[Exercise prompt]: Search each line below for the word "record" and list those that contain it.

Saved data entries:
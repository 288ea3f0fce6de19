//! Diagnostic rendering backends for human-readable and machine-readable output.

use crate::diagnostic::Diagnostic;
use crate::label::LabelStyle;
use serde::Serialize;
use strata_source::SourceDb;

/// Trait for rendering diagnostics into formatted output strings.
pub trait DiagnosticRenderer {
    /// Renders a single diagnostic into a formatted string.
    fn render(&self, diag: &Diagnostic, source_db: &SourceDb) -> String;
}

/// Renders diagnostics in a rustc-style terminal format.
///
/// ```text
/// warning[W300]: unhandled object kind: delay_control
///   --> rtl/top.sv:14
///    = note: ...
///    = help: ...
/// ```
pub struct TerminalRenderer {
    /// Whether to use ANSI color codes in output.
    pub color: bool,
}

impl TerminalRenderer {
    /// Creates a new terminal renderer.
    pub fn new(color: bool) -> Self {
        Self { color }
    }

    fn paint(&self, text: &str, ansi: &str) -> String {
        if self.color {
            format!("\x1b[{ansi}m{text}\x1b[0m")
        } else {
            text.to_string()
        }
    }
}

impl DiagnosticRenderer for TerminalRenderer {
    fn render(&self, diag: &Diagnostic, source_db: &SourceDb) -> String {
        let mut out = String::new();

        let color = match diag.severity {
            crate::Severity::Error => "1;31",
            crate::Severity::Warning => "1;33",
            crate::Severity::Note => "1;36",
        };
        let head = self.paint(&format!("{}[{}]", diag.severity, diag.code), color);
        out.push_str(&format!("{head}: {}\n", diag.message));

        if !diag.loc.is_dummy() {
            out.push_str(&format!("  --> {}\n", source_db.resolve(diag.loc)));
        }

        for label in &diag.labels {
            if label.loc.is_dummy() {
                continue;
            }
            let marker = match label.style {
                LabelStyle::Primary => "^",
                LabelStyle::Secondary => "-",
            };
            out.push_str(&format!(
                "   {marker} {}: {}\n",
                source_db.resolve(label.loc),
                label.message
            ));
        }

        for note in &diag.notes {
            out.push_str(&format!("   = note: {note}\n"));
        }
        for help in &diag.help {
            out.push_str(&format!("   = help: {help}\n"));
        }

        out
    }
}

/// Renders each diagnostic as a single-line JSON object.
#[derive(Default)]
pub struct JsonRenderer;

#[derive(Serialize)]
struct JsonDiagnostic<'a> {
    severity: crate::Severity,
    code: String,
    message: &'a str,
    file: Option<String>,
    line: u32,
    notes: &'a [String],
    help: &'a [String],
}

impl DiagnosticRenderer for JsonRenderer {
    fn render(&self, diag: &Diagnostic, source_db: &SourceDb) -> String {
        let file = source_db
            .path(diag.loc.file)
            .map(|p| p.display().to_string());
        let record = JsonDiagnostic {
            severity: diag.severity,
            code: diag.code.to_string(),
            message: &diag.message,
            file,
            line: diag.loc.line,
            notes: &diag.notes,
            help: &diag.help,
        };
        serde_json::to_string(&record).unwrap_or_else(|e| {
            format!("{{\"severity\":\"error\",\"message\":\"unserializable diagnostic: {e}\"}}")
        })
    }
}

#[cfg(test)]
mod tests {
    use super::*;
    use crate::code::{Category, DiagnosticCode};
    use crate::label::Label;
    use strata_source::Loc;

    #[test]
    fn render_warning_with_location() {
        let mut source_db = SourceDb::new();
        let file = source_db.add_file("top.sv");
        let diag = Diagnostic::warning(
            DiagnosticCode::new(Category::Warning, 300),
            "unhandled object kind: delay_control",
            Loc::new(file, 14),
        );
        let output = TerminalRenderer::new(false).render(&diag, &source_db);
        assert!(output.contains("warning[W300]: unhandled object kind: delay_control"));
        assert!(output.contains("--> top.sv:14"));
    }

    #[test]
    fn render_notes_help_and_labels() {
        let mut source_db = SourceDb::new();
        let file = source_db.add_file("pkg.sv");
        let diag = Diagnostic::warning(
            DiagnosticCode::new(Category::Warning, 302),
            "removing unused module",
            Loc::DUMMY,
        )
        .with_label(Label::secondary(Loc::new(file, 3), "instantiated here"))
        .with_note("no definition was found")
        .with_help("add the module source to the design");
        let output = TerminalRenderer::new(false).render(&diag, &source_db);
        assert!(!output.contains("-->"));
        assert!(output.contains("- pkg.sv:3: instantiated here"));
        assert!(output.contains("= note: no definition was found"));
        assert!(output.contains("= help: add the module source to the design"));
    }

    #[test]
    fn color_wraps_header() {
        let diag = Diagnostic::error(
            DiagnosticCode::new(Category::Error, 300),
            "boom",
            Loc::DUMMY,
        );
        let output = TerminalRenderer::new(true).render(&diag, &SourceDb::new());
        assert!(output.starts_with("\x1b[1;31merror[E300]\x1b[0m: boom"));
    }

    #[test]
    fn json_line() {
        let mut source_db = SourceDb::new();
        let file = source_db.add_file("top.sv");
        let diag = Diagnostic::error(
            DiagnosticCode::new(Category::Error, 301),
            "unhandled operation",
            Loc::new(file, 9),
        );
        let line = JsonRenderer.render(&diag, &source_db);
        let v: serde_json::Value = serde_json::from_str(&line).unwrap();
        assert_eq!(v["severity"], "error");
        assert_eq!(v["code"], "E301");
        assert_eq!(v["file"], "top.sv");
        assert_eq!(v["line"], 9);
        assert!(!line.contains('\n'));
    }
}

[Output below]:
        let record = JsonDiagnostic {
        serde_json::to_string(&record).unwrap_or_else(|e| {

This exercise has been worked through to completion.